Previous neuroimaging evidence has not determined whether putative priority maps contain purely spatial information or whether they can also contain more general information such as prioritized features (but see Serences and Boynton, 2007 for preliminary evidence consistent with our result for directions). Increased dorsal frontal and parietal activity associated with attending to feature values and dimensions (Shulman et al., 1999, 2002; Liu et al., 2003) has been reported, but these responses may have been attributable to spatial rather than featural aspects of the tasks. Stimuli in these experiments appear in restricted spatial locations, and thus activity in parietal and frontal areas may be associated with attending to the stimulus location instead of the cued feature. Furthermore, a general increase in neural activity is also consistent with a number of other explanations such as arousal/effort and response anticipation.

We found that parietal and frontal areas contain nonspatial information about the priority of specific features, thus requiring the extension of the notion of these areas as spatial priority maps. Our data suggest that these areas can control feature-based attention by actively sending top-down biasing signals for a particular feature to the visual cortex, analogous to the case for spatial attention. These top-down signals would presumably result in the feature-specific modulation in the visual cortex (Maunsell and Treue, 2006) that was reflected in the reliable decoding of attended feature in the visual areas (see also Kamitani and Tong, 2005, 2006). By demonstrating feature specificity, these results showed that there are priority signals that reflect the distribution of attention in feature space. However, unlike priority maps for spatial attention, these signals do not form a topographic organization of space but are manifested as distinct patterns of activity representing prioritized features.

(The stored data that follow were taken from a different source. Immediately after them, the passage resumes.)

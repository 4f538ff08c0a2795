//! Cross-partition fragment reconciliation.
//!
//! A fragment whose reads lie in more than one partition cannot be completed by a single
//! partition scan. The [`SpanningCache`] is shared by all workers:
//!
//! - A worker calls [`resolve`](SpanningCache::resolve) before scanning a partition and
//!   receives every cached fragment waiting for reads from it.
//! - After scanning, each fragment that is not complete and still expects reads from
//!   another partition is passed to [`register`](SpanningCache::register). If the cache
//!   already holds part of the same fragment the two are merged. A merge that completes
//!   the fragment, or leaves it expecting nothing from another partition, hands it back
//!   to the caller for emission.
//! - After all partitions, [`finalize`](SpanningCache::finalize) drains what is left.
//!
//! All state sits behind one mutex, so a fragment is held at most once and handed out
//! at most once.

use ahash::{AHashMap, AHashSet};
use parking_lot::Mutex;

use crate::fragment::Fragment;
use crate::partition::PartitionKey;

/// Counters describing cache traffic.
#[derive(Debug, Clone, Copy, Default, PartialEq, Eq)]
pub struct SpanningCacheCounters {
    /// Fragments stored by `register`.
    pub registered: u64,
    /// Fragments handed out by `resolve`.
    pub resolved: u64,
    /// Fragments completed or resolved by merging during `register`.
    pub merged: u64,
    /// Fragments drained by `finalize`.
    pub finalized: u64,
}

#[derive(Debug, Default)]
struct CacheState {
    fragments: AHashMap<String, Fragment>,
    waiting: AHashMap<PartitionKey, Vec<String>>,
    started: AHashSet<PartitionKey>,
    counters: SpanningCacheCounters,
}

impl CacheState {
    fn unindex(&mut self, fragment: &Fragment, partition_size: u32) {
        for key in fragment.remote_partitions(partition_size) {
            if let Some(ids) = self.waiting.get_mut(&key) {
                ids.retain(|id| id != fragment.id());
                if ids.is_empty() {
                    self.waiting.remove(&key);
                }
            }
        }
    }
}

/// Shared store of partially observed fragments.
#[derive(Debug)]
pub struct SpanningCache {
    partition_size: u32,
    state: Mutex<CacheState>,
}

impl SpanningCache {
    #[must_use]
    pub fn new(partition_size: u32) -> Self {
        Self { partition_size, state: Mutex::new(CacheState::default()) }
    }

    #[must_use]
    pub fn partition_size(&self) -> u32 {
        self.partition_size
    }

    /// Marks the partition started and removes every fragment waiting for it.
    pub fn resolve(&self, key: &PartitionKey) -> Vec<Fragment> {
        let mut state = self.state.lock();
        state.started.insert(key.clone());
        let Some(ids) = state.waiting.remove(key) else {
            return Vec::new();
        };

        let mut resolved = Vec::with_capacity(ids.len());
        for id in ids {
            if let Some(fragment) = state.fragments.remove(&id) {
                state.unindex(&fragment, self.partition_size);
                resolved.push(fragment);
            }
        }
        state.counters.resolved += resolved.len() as u64;
        resolved
    }

    /// Stores an incomplete fragment, merging it with any cached part of the same
    /// fragment. Returns the fragment if the merge completed it or left it expecting no
    /// reads from another partition.
    pub fn register(&self, fragment: Fragment) -> Option<Fragment> {
        let mut state = self.state.lock();

        let fragment = match state.fragments.remove(fragment.id()) {
            Some(mut cached) => {
                state.unindex(&cached, self.partition_size);
                cached.merge(fragment);
                if cached.is_complete() || cached.remote_partitions(self.partition_size).is_empty() {
                    state.counters.merged += 1;
                    return Some(cached);
                }
                cached
            }
            None => {
                if fragment.is_complete() {
                    return Some(fragment);
                }
                state.counters.registered += 1;
                fragment
            }
        };

        for key in fragment.remote_partitions(self.partition_size) {
            if !state.started.contains(&key) {
                state.waiting.entry(key).or_default().push(fragment.id().to_string());
            }
        }
        state.fragments.insert(fragment.id().to_string(), fragment);
        None
    }

    /// Number of cached fragments.
    #[must_use]
    pub fn len(&self) -> usize {
        self.state.lock().fragments.len()
    }

    #[must_use]
    pub fn is_empty(&self) -> bool {
        self.len() == 0
    }

    #[must_use]
    pub fn counters(&self) -> SpanningCacheCounters {
        self.state.lock().counters
    }

    /// Drains every cached fragment. Fragments that were not provisionally resolved are
    /// marked incomplete. Output is ordered by fragment id.
    pub fn finalize(&self) -> Vec<Fragment> {
        let mut state = self.state.lock();
        state.waiting.clear();
        let mut fragments: Vec<Fragment> = state.fragments.drain().map(|(_, f)| f).collect();
        for fragment in &mut fragments {
            fragment.mark_incomplete();
        }
        fragments.sort_by(|a, b| a.id().cmp(b.id()));
        state.counters.finalized += fragments.len() as u64;
        fragments
    }
}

The organization of spatial and feature priority signals

If the dorsal frontal and parietal areas contain priority signals for both features and locations, how might these various signals be organized? A useful model in which spatial and feature information is represented in the same cortical area is the primary visual cortex. V1 has a topographic map of the visual scene. Superimposed on this overall spatial organization are maps that represent other features: orientation, direction, color, and spatial frequency (Blasdel and Salama, 1986; Shmuel and Grinvald, 1996; Hübener et al., 1997). These maps can be thought of as independent representations of the same stimulus along different dimensions, and indeed these separate maps sometimes form an orthogonal organization (Bartfeld and Grinvald, 1992; Hübener et al., 1997; Swindale, 2000). Perhaps areas in the dorsal attention network conform to a similar organization. This possibility is consistent with our weight map analysis, which showed that distinct groups of voxels contributed to the decoding of attended colors and directions. Although the spatial organization of priority signals may be static for some basic features, there are likely also dynamic aspects of the organization that can be reconfigured to address particular task demands. This is suggested by recent studies on category learning, in which subjects need to discriminate visual stimuli belonging to arbitrarily defined categories (Seger and Miller, 2010). Neurons in monkey LIP have been shown to exhibit category-selective responses after training and shift their selectivity after retraining on new category boundaries with identical stimuli (Freedman and Assad, 2006). Thus, although representations may differ in how fluidly they adjust to task demands, representing different feature dimensions with overlapped yet independent maps might be a common organizational theme for both the early sensory and higher-order association cortex. Such “multiplexed” maps may therefore represent a general strategy for efficient organization of task-relevant information necessary to achieve flexible attentional selection.